Linux-Kernel 3.1 ab sofort verfügbar

BetriebssystemCloudOpen SourceSoftwareVirtualisierungWorkspace

Linus Torvalds hat die nächste Version seines Linux-Kernel freigegeben. Darin finden sich nun Erweiterungen für die Virtualisierung und Support für die kommende OpenRISC-Prozessor-Architektur.

Die Version 3.1 enthält Updates für Grafiktreiber, damit auch das Rendering von 3D-Bildern reibungslos klappt. Außerdem gibt es jede Menge weiterer Treiber, darunter einer, der den Einsatz des Nintendo Wii-Eingabegerätes möglich macht. Linux-Schöpfer Torvalds stellte den frisch überarbeiteten Kern gerade in Prag im Rahmen der Sicherheitskonferenz Kernel Summit vor.

Zugleich stehe Linux 3.1 ab sofort von der neuen Heimat aus – dem Code-Hosting-Dienst GitHub – zum Download bereit. Das Ausweichen auf GitHub war übrigens nötig, da es bei Kernel.org ein Sicherheitsproblem gegeben hatte. Der angerichtete Schaden müsse erst in aller Sorgfalt behoben werden, weshalb man sich für dieses digitale Ausweichquartier entschied.

Die frisch eingebetteten Virtualisierungsgene kommen über den Hypervisor KVM (Kernelbasierte Virtual Machine) ins Spiel. Diese Funktion wurde AMDs Nested VMX nachempfunden und erlaubt es, innerhalb einer Virtual Machine eine weitere VM laufen zu lassen. Zudem stößt die Linux-KVM die Tür auf zu Intels Prozessoren der nächsten Generation (Ivy Bridge), um in ihnen die SMEP (Supervisory Mode Execute Protection) anzuzapfen. Das helfe der Performance der Virtual-Clients auf die Sprünge.

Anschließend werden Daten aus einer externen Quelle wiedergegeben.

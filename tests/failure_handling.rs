//! Behavior-driven tests for failure handling
//!
//! These tests verify HOW failures stay contained: a broken lookup never
//! takes its siblings down, every failure names the code it belongs to,
//! and only whole-batch conditions surface as errors.

mod support;

use std::sync::Arc;
use std::time::Duration;

use orgprobe_core::{
    BatchError, FailureCause, FailureClassifier, HttpError, LookupConfig, LookupOutcome,
    OpaqueFailure, OrganizationCode, OutcomeStatus, TransportFailureKind,
};
use tokio_util::sync::CancellationToken;

use support::{dispatcher, outcome_for, FakeAdapter, Reply, ScriptedHttp, FOUND, NOT_FOUND};

// =============================================================================
// Failure: Session Bootstrap
// =============================================================================

#[tokio::test]
async fn when_bootstrap_fails_every_valid_code_fails_and_no_request_is_built() {
    // Given: an adapter whose session setup is refused
    let adapter = Arc::new(FakeAdapter::new().with_failing_bootstrap("PHPSESSID cookie missing"));
    let http = Arc::new(ScriptedHttp::new(Reply::Body(FOUND)));
    let dispatcher = dispatcher(&adapter, &http, LookupConfig::default());

    // When: the batch runs
    let outcomes = dispatcher.run(["38345394", "12345678", "bad"]).await;

    // Then: valid codes fail with the bootstrap cause, invalid keep theirs
    assert_eq!(outcomes.len(), 3);
    for code in ["38345394", "12345678"] {
        assert_eq!(
            outcome_for(&outcomes, code).cause(),
            Some(&FailureCause::BootstrapFailed {
                message: String::from("PHPSESSID cookie missing")
            })
        );
    }
    assert!(matches!(
        outcome_for(&outcomes, "bad").cause(),
        Some(FailureCause::InvalidIdentifier { .. })
    ));

    // And: the adapter was never asked to build or interpret anything
    assert_eq!(adapter.builds(), 0);
    assert_eq!(adapter.interprets(), 0);
    assert_eq!(http.calls(), 0);
}

#[tokio::test]
async fn when_bootstrap_never_answers_batch_fails_with_a_timeout() {
    // Given: a session setup that hangs and a short request timeout
    let adapter = Arc::new(FakeAdapter::new().with_hanging_bootstrap());
    let http = Arc::new(ScriptedHttp::new(Reply::Body(FOUND)));
    let dispatcher = dispatcher(
        &adapter,
        &http,
        LookupConfig::default().with_request_timeout(Duration::from_millis(50)),
    );

    // When: the batch runs
    let outcomes = dispatcher.run(["38345394", "1234567890"]).await;

    // Then: every code fails with a timed-out bootstrap and nothing is sent
    assert_eq!(outcomes.len(), 2);
    for outcome in &outcomes {
        match outcome.cause() {
            Some(FailureCause::BootstrapFailed { message }) => {
                assert!(message.contains("timed out"), "{message}");
            }
            other => panic!("expected bootstrap failure, got {other:?}"),
        }
    }
    assert_eq!(http.calls(), 0);
    assert_eq!(adapter.builds(), 0);
}

#[tokio::test]
async fn when_bootstrap_future_panics_batch_fails_without_requests() {
    // Given: a session setup that panics while running
    let adapter = Arc::new(FakeAdapter::new().with_bootstrap_panicking_in_future());
    let http = Arc::new(ScriptedHttp::new(Reply::Body(FOUND)));
    let dispatcher = dispatcher(&adapter, &http, LookupConfig::default());

    // When: the batch runs
    let outcomes = dispatcher.run(["38345394", "12345678", "bad"]).await;

    // Then: valid codes fail with the panic message, the invalid one keeps its cause
    assert_eq!(outcomes.len(), 3);
    for code in ["38345394", "12345678"] {
        match outcome_for(&outcomes, code).cause() {
            Some(FailureCause::BootstrapFailed { message }) => {
                assert!(message.contains("bootstrap panicked"), "{message}");
                assert!(message.contains("blew up"), "{message}");
            }
            other => panic!("expected bootstrap failure, got {other:?}"),
        }
    }
    assert!(matches!(
        outcome_for(&outcomes, "bad").cause(),
        Some(FailureCause::InvalidIdentifier { .. })
    ));
    assert_eq!(http.calls(), 0);
}

#[tokio::test]
async fn when_bootstrap_panics_before_returning_a_future_batch_still_resolves() {
    // Given: an adapter that panics as soon as a session is requested
    let adapter = Arc::new(FakeAdapter::new().with_bootstrap_panicking_on_call());
    let http = Arc::new(ScriptedHttp::new(Reply::Body(FOUND)));
    let dispatcher = dispatcher(&adapter, &http, LookupConfig::default());

    // When: the batch and a single lookup run
    let outcomes = dispatcher.run(["38345394", "1234567890"]).await;
    let single = dispatcher.lookup_one("12345678").await;

    // Then: the panic is contained as a bootstrap failure for every code
    assert_eq!(outcomes.len(), 2);
    for outcome in outcomes.iter().chain([&single]) {
        match outcome.cause() {
            Some(FailureCause::BootstrapFailed { message }) => {
                assert!(message.contains("could not start its session"), "{message}");
            }
            other => panic!("expected bootstrap failure, got {other:?}"),
        }
    }
    assert_eq!(adapter.bootstraps(), 2);
    assert_eq!(http.calls(), 0);
}

// =============================================================================
// Failure: Sibling Isolation
// =============================================================================

#[tokio::test]
async fn when_one_lookup_hangs_siblings_still_resolve() {
    // Given: one code whose request never answers and a short timeout
    let adapter = Arc::new(FakeAdapter::new());
    let http = Arc::new(ScriptedHttp::new(Reply::Body(FOUND)).with_reply("22222222", Reply::Hang));
    let dispatcher = dispatcher(
        &adapter,
        &http,
        LookupConfig::default().with_request_timeout(Duration::from_millis(50)),
    );

    // When: the batch runs
    let outcomes = dispatcher.run(["11111111", "22222222", "33333333"]).await;

    // Then: the hung code times out and the others succeed
    assert_eq!(outcomes.len(), 3);
    assert!(matches!(
        outcome_for(&outcomes, "22222222").cause(),
        Some(FailureCause::Transport {
            failure: TransportFailureKind::Timeout,
            ..
        })
    ));
    for code in ["11111111", "33333333"] {
        assert_eq!(outcome_for(&outcomes, code).status(), OutcomeStatus::Success);
    }
}

#[tokio::test]
async fn when_upstream_fails_the_failure_names_the_code() {
    // Given: one refused connection and one server error
    let adapter = Arc::new(FakeAdapter::new());
    let http = Arc::new(
        ScriptedHttp::new(Reply::Body(NOT_FOUND))
            .with_reply("11111111", Reply::Fail(HttpError::connect("connection refused")))
            .with_reply("22222222", Reply::Status(503)),
    );
    let dispatcher = dispatcher(&adapter, &http, LookupConfig::default());

    // When: the batch runs
    let outcomes = dispatcher.run(["11111111", "22222222", "33333333"]).await;

    // Then: each failure carries its own code and transport kind
    assert!(matches!(
        outcome_for(&outcomes, "11111111").cause(),
        Some(FailureCause::Transport {
            failure: TransportFailureKind::Connect,
            ..
        })
    ));
    assert!(matches!(
        outcome_for(&outcomes, "22222222").cause(),
        Some(FailureCause::Transport {
            failure: TransportFailureKind::Status(503),
            ..
        })
    ));
    assert_eq!(outcome_for(&outcomes, "33333333").status(), OutcomeStatus::Empty);
}

#[tokio::test]
async fn when_adapter_panics_failure_is_attributed_and_siblings_survive() {
    // Given: an adapter with a bug triggered by one code
    let adapter = Arc::new(FakeAdapter::new().panicking_on("66666666"));
    let http = Arc::new(ScriptedHttp::new(Reply::Body(FOUND)));
    let dispatcher = dispatcher(&adapter, &http, LookupConfig::default());

    // When: the batch runs
    let outcomes = dispatcher.run(["66666666", "77777777"]).await;

    // Then: the panic becomes a failure for that code only
    assert_eq!(outcomes.len(), 2);
    let broken = outcome_for(&outcomes, "66666666");
    match broken.cause() {
        Some(FailureCause::Opaque { message }) => assert!(message.contains("blew up")),
        other => panic!("expected opaque failure, got {other:?}"),
    }
    assert_eq!(outcome_for(&outcomes, "77777777").status(), OutcomeStatus::Success);
}

#[tokio::test]
async fn when_failures_occur_no_outcome_names_a_code_outside_the_batch() {
    // Given: a batch where every kind of failure happens
    let adapter = Arc::new(FakeAdapter::new().panicking_on("44444444"));
    let http = Arc::new(
        ScriptedHttp::new(Reply::Body("garbage"))
            .with_reply("11111111", Reply::Fail(HttpError::new("reset [99999999]")))
            .with_reply("22222222", Reply::Status(404)),
    );
    let dispatcher = dispatcher(&adapter, &http, LookupConfig::default());
    let submitted = ["11111111", "22222222", "33333333", "44444444", "5"];

    // When: the batch runs
    let outcomes = dispatcher.run(submitted).await;

    // Then: every outcome is failed and tagged with a submitted code
    assert_eq!(outcomes.len(), submitted.len());
    for outcome in &outcomes {
        assert_eq!(outcome.status(), OutcomeStatus::Failed);
        let code = outcome.org_code().expect("attributed");
        assert!(submitted.contains(&code), "{code} was never submitted");
    }
}

// =============================================================================
// Failure: Configurable Policies
// =============================================================================

#[tokio::test]
async fn when_response_is_unparseable_policy_decides_between_failed_and_empty() {
    // Given: a registry answering with a body the adapter cannot read
    let adapter = Arc::new(FakeAdapter::new());
    let http = Arc::new(ScriptedHttp::new(Reply::Body("<html>maintenance</html>")));

    // When: the batch runs with the default policy
    let strict = dispatcher(&adapter, &http, LookupConfig::default())
        .run(["38345394"])
        .await;

    // Then: the code fails with a parse failure
    assert!(matches!(
        strict[0].cause(),
        Some(FailureCause::ParseFailure { .. })
    ));

    // When: the batch runs with parse failures absorbed
    let lenient = dispatcher(
        &adapter,
        &http,
        LookupConfig::default().with_raise_on_parse_failure(false),
    )
    .run(["38345394"])
    .await;

    // Then: the code resolves to "no data"
    assert_eq!(lenient[0].status(), OutcomeStatus::Empty);
    assert_eq!(lenient[0].status().code(), 0);
}

#[tokio::test]
async fn when_transport_failures_are_absorbed_codes_resolve_empty() {
    // Given: a registry that refuses every connection
    let adapter = Arc::new(FakeAdapter::new());
    let http = Arc::new(ScriptedHttp::new(Reply::Fail(HttpError::connect("refused"))));
    let dispatcher = dispatcher(
        &adapter,
        &http,
        LookupConfig::default().with_raise_on_transport_failure(false),
    );

    // When: the batch runs
    let outcomes = dispatcher.run(["11111111", "22222222"]).await;

    // Then: nothing fails, nothing is found
    assert!(outcomes
        .iter()
        .all(|outcome| outcome.status() == OutcomeStatus::Empty));
    assert_eq!(adapter.interprets(), 0);
}

// =============================================================================
// Failure: Batch-Level Conditions
// =============================================================================

#[tokio::test]
async fn when_batch_is_cancelled_system_reports_cancellation() {
    // Given: a registry that never answers
    let adapter = Arc::new(FakeAdapter::new());
    let http = Arc::new(ScriptedHttp::new(Reply::Hang));
    let dispatcher = dispatcher(&adapter, &http, LookupConfig::default());
    let cancel = CancellationToken::new();

    // When: the caller cancels shortly after starting
    let trigger = cancel.clone();
    tokio::spawn(async move {
        tokio::time::sleep(Duration::from_millis(20)).await;
        trigger.cancel();
    });
    let result = dispatcher
        .run_cancellable(["11111111", "22222222"], &cancel)
        .await;

    // Then: the batch ends with a cancellation error
    assert_eq!(result, Err(BatchError::Cancelled));
}

#[tokio::test]
async fn when_deadline_passes_system_reports_deadline_exceeded() {
    // Given: a registry that never answers
    let adapter = Arc::new(FakeAdapter::new());
    let http = Arc::new(ScriptedHttp::new(Reply::Hang));
    let dispatcher = dispatcher(&adapter, &http, LookupConfig::default());

    // When: the batch runs with a short deadline
    let deadline = Duration::from_millis(30);
    let result = dispatcher.run_with_deadline(["11111111"], deadline).await;

    // Then: the batch ends with a deadline error
    assert_eq!(result, Err(BatchError::DeadlineExceeded { deadline }));
}

#[tokio::test]
async fn when_deadline_is_generous_system_returns_every_outcome() {
    // Given: a responsive registry
    let adapter = Arc::new(FakeAdapter::new());
    let http = Arc::new(ScriptedHttp::new(Reply::Body(FOUND)));
    let dispatcher = dispatcher(&adapter, &http, LookupConfig::default());

    // When: the batch runs with a deadline it easily meets
    let outcomes = dispatcher
        .run_with_deadline(["11111111", "22222222"], Duration::from_secs(5))
        .await
        .expect("batch finishes in time");

    // Then: the result is complete
    assert_eq!(outcomes.len(), 2);
}

// =============================================================================
// Failure: Classification of Opaque Errors
// =============================================================================

#[test]
fn when_message_names_a_code_in_brackets_classifier_attributes_it() {
    // Given: a failure known only by its message
    let failure = OpaqueFailure::new("[38345394] -> Request on registry failed");

    // When: it is classified
    let outcome = orgprobe_core::classify(&failure);

    // Then: the outcome carries the bracketed code
    assert_eq!(outcome.status(), OutcomeStatus::Failed);
    assert_eq!(outcome.org_code(), Some("38345394"));
}

#[test]
fn when_message_names_no_code_classifier_keeps_it_unattributed() {
    // Given: a failure without any code in its message
    let failure = OpaqueFailure::new("unknown error");

    // When: it is classified
    let outcome = orgprobe_core::classify(&failure);

    // Then: it is failed and explicitly unattributable
    assert!(outcome.is_unattributable());
    assert_eq!(
        outcome.cause(),
        Some(&FailureCause::Opaque {
            message: String::from("unknown error")
        })
    );
}

#[test]
fn when_batch_classifier_settles_results_every_entry_yields_one_outcome() {
    // Given: a batch classifier and a mix of outcomes and opaque failures
    let classifier = FailureClassifier::for_batch(["11111111", "22222222"]);
    let results = vec![
        Ok(LookupOutcome::empty(
            OrganizationCode::parse("11111111").expect("valid"),
        )),
        Err(OpaqueFailure::new("[22222222] broken pipe")),
        Err(OpaqueFailure::new("[38345394] not part of this batch")),
    ];

    // When: the results are settled
    let outcomes = classifier.settle(results);

    // Then: known codes are attributed, foreign ones are not invented
    assert_eq!(outcomes.len(), 3);
    assert_eq!(outcomes[1].org_code(), Some("22222222"));
    assert!(outcomes[2].is_unattributable());
}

Linux 3.1 werde die erste Version sein, die auf den 32-bit OpenRISC 1000-Prozessoren wird laufen können. OpenRISC ist kein kommerzielles Projekt, sondern wird von Freiwilligen vorangetrieben. Jenseits davon unterstütze 3.1 auch noch die jüngste Version des Oracle Sparc-Prozessors der T3-Serie.